My personal experience with conflict has been long and rough.  My scholarly interest and research (which is sourced in and fueled by this personal experience) has focused on ways to transform conflict into collaboration, as I passionately wish to do most of the time.  But we cannot do this alone.  Partners and colleagues must want our relationships more than they want to be right. 

Wanting a relationship that has been hurtful and damaging is hard.  Sometimes we have to let go in order to see how hard we were hanging on to righteousness, or to see the other’s perspective clearly.  Walking away from a marriage, a profitable business, a coaching relationship, or a friendship feels like failure.  It also feels like giving up on wonderful possibilities (greater profit, renewed love, effective collaboration) just because we are unhappy in the moment.  Why can’t we make things right between two people who know about conflict, and know about love?

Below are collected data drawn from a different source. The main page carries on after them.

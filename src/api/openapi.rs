//! OpenAPI documentation configuration.

use utoipa::OpenApi;

use crate::{api, error, models};

/// OpenAPI documentation.
#[derive(OpenApi)]
#[openapi(
    info(
        title = "Fabric Studio Server",
        version = "0.1.0",
        description = "Turns fabric photographs into on-model catalog images, bilingual captions and reel audio"
    ),
    servers(
        (url = "/", description = "Local server")
    ),
    paths(
        api::health::health,
        api::health::ready,
        api::content::generate,
        api::multi_fabric::multi_fabric,
        api::multi_fabric::get_job,
        api::reels::generate_reel,
    ),
    components(
        schemas(
            // Common
            error::ErrorResponse,
            // Health
            api::health::HealthResponse,
            api::health::ReadyResponse,
            // Content
            models::UploadKind,
            models::ApprovalStatus,
            models::ResultStatus,
            models::GeneratedContent,
            models::GenerateContentRequest,
            models::GenerateContentResponse,
            // Multi-fabric
            models::JobStatus,
            models::OutputMode,
            models::FabricPiece,
            models::DetectedLabels,
            models::MultiFabricJob,
            models::GenerationResult,
            models::MultiFabricRequest,
            models::DetectResponse,
            models::MultiFabricGenerateResponse,
            models::JobDetailResponse,
            // Reels
            models::ReelStatus,
            models::Reel,
            models::ReelRequest,
            models::ReelResponse,
        )
    ),
    tags(
        (name = "Health", description = "Health check endpoints"),
        (name = "Content", description = "Single fabric photo generation"),
        (name = "Multi-fabric", description = "Labeled multi-fabric detection and sample generation"),
        (name = "Reels", description = "Voiceover and music for generated content")
    ),
    modifiers(&SecurityAddon)
)]
pub struct ApiDoc;

/// Bearer token security scheme.
struct SecurityAddon;

impl utoipa::Modify for SecurityAddon {
    fn modify(&self, openapi: &mut utoipa::openapi::OpenApi) {
        if let Some(components) = openapi.components.as_mut() {
            components.add_security_scheme(
                "bearer",
                utoipa::openapi::security::SecurityScheme::Http(
                    utoipa::openapi::security::HttpBuilder::new()
                        .scheme(utoipa::openapi::security::HttpAuthScheme::Bearer)
                        .bearer_format("JWT")
                        .build(),
                ),
            );
        }
    }
}
//! Labeled multi-fabric handlers.

use actix_web::{HttpResponse, web};
use tracing::info;
use uuid::Uuid;

use crate::auth::UserAuth;
use crate::error::{AppError, AppResult};
use crate::models::{
    DetectResponse, JobDetailResponse, MultiFabricGenerateResponse, MultiFabricRequest,
};
use crate::services::Pipeline;
use crate::services::detector::run_detection;
use crate::services::orchestrator::{GenerateOptions, run_multi_sample_generation};

/// Detect labels or generate samples, depending on `action`.
///
/// `detect` returns `DetectResponse`; `generate` returns
/// `MultiFabricGenerateResponse` with every result row of the job.
#[utoipa::path(
    post,
    path = "/api/v1/multi-fabric",
    tag = "Multi-fabric",
    request_body = MultiFabricRequest,
    responses(
        (status = 200, description = "Samples generated; detect answers with DetectResponse", body = MultiFabricGenerateResponse),
        (status = 400, description = "Invalid request or job state", body = crate::error::ErrorResponse),
        (status = 401, description = "Unauthorized", body = crate::error::ErrorResponse),
        (status = 402, description = "AI credits exhausted", body = crate::error::ErrorResponse),
        (status = 404, description = "Job not found", body = crate::error::ErrorResponse),
        (status = 429, description = "Rate limited", body = crate::error::ErrorResponse),
    ),
    security(
        ("bearer" = [])
    )
)]
pub async fn multi_fabric(
    auth: UserAuth,
    pipeline: web::Data<Pipeline>,
    body: web::Json<MultiFabricRequest>,
) -> AppResult<HttpResponse> {
    let user_id = auth.user.user_id;

    match body.into_inner() {
        MultiFabricRequest::Detect { source_image_url } => {
            let (job_id, detected_labels) =
                run_detection(pipeline.get_ref(), user_id, source_image_url.as_deref()).await?;

            Ok(HttpResponse::Ok().json(DetectResponse {
                success: true,
                job_id,
                detected_labels,
            }))
        }
        MultiFabricRequest::Generate {
            job_id,
            mannequin_reference_url,
            background_image_url,
            output_mode,
        } => {
            let job_id =
                job_id.ok_or_else(|| AppError::InvalidInput("jobId is required".to_string()))?;
            let options = GenerateOptions {
                mannequin_reference_url,
                background_image_url,
                output_mode: output_mode.unwrap_or_default(),
            };
            let results =
                run_multi_sample_generation(pipeline.get_ref(), user_id, Some(job_id), options)
                    .await?;

            info!(%job_id, results = results.len(), "Returning multi-fabric results");

            Ok(HttpResponse::Ok().json(MultiFabricGenerateResponse {
                success: true,
                job_id,
                results,
            }))
        }
    }
}

/// Job with its results, for polling.
#[utoipa::path(
    get,
    path = "/api/v1/multi-fabric/jobs/{job_id}",
    tag = "Multi-fabric",
    params(
        ("job_id" = Uuid, Path, description = "Job UUID")
    ),
    responses(
        (status = 200, description = "Job found", body = JobDetailResponse),
        (status = 401, description = "Unauthorized", body = crate::error::ErrorResponse),
        (status = 404, description = "Job not found", body = crate::error::ErrorResponse),
    ),
    security(
        ("bearer" = [])
    )
)]
pub async fn get_job(
    auth: UserAuth,
    pipeline: web::Data<Pipeline>,
    path: web::Path<Uuid>,
) -> AppResult<HttpResponse> {
    let job_id = path.into_inner();
    let repo = pipeline.repo.as_ref();

    let job = repo
        .find_multi_fabric_job(auth.user.user_id, job_id)
        .await?
        .ok_or_else(|| AppError::NotFound(format!("Job {}", job_id)))?;
    let results = repo.list_results(job_id).await?;

    Ok(HttpResponse::Ok().json(JobDetailResponse { job, results }))
}

pub fn configure_routes(cfg: &mut web::ServiceConfig) {
    cfg.service(web::resource("/multi-fabric").route(web::post().to(multi_fabric)))
        .service(web::resource("/multi-fabric/jobs/{job_id}").route(web::get().to(get_job)));
}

In my own desperation to try to understand another’s hurtfulness, a friend asked “What makes you think you are not as important as anyone else in this conflict?”  My “not important” comes from trying to twist myself around the other’s assurance that they are right.   The resulting mental muddle only makes me less sure of what to do in the conflict.

I am reading a novel about a white man who lived among Indians in the early part of the 18th century somewhere in the southern U.S.  It wasn’t a pretty time in our history with Indians nor was it a happy time in the life of the protagonist.  He repeatedly loses the woman he loves to another man, the changing times, or his own neglect.  Yet, he is a good man, perhaps a great one.  I thought to myself as I was reading today that none of us gets through this life without some disregard for others, and without conflict.

In a recent conversation with my 87 year old mother, she mused that she didn’t understand why people left marriages just because of infidelity.  I immediately realized that it took me two husbands to understand that there wasn’t a perfect one waiting somewhere for me.  I said to her, “If you believe that there is a perfect person, then you would not put up with or accept the obvious imperfection of infidelity.  If you believe that we all have good and bad whirled together to make us unique beings, you might be inclined to value the relationship more than being right and stay to see if you could work it out.”  Some of us hold onto the possibility of perfection, our own or other’s, for long years into our adulthood.  Then we cannot forgive another for not being perfect.

That forgiveness and acceptance takes two.  Two countries, groups, or people.  One can’t do it.  One can’t kiss and make up, or bury the hatchet.  Both have to give up needing to be right at the expense of the other.  Both have to value the relationship above past hurts.  Only then is collaboration possible.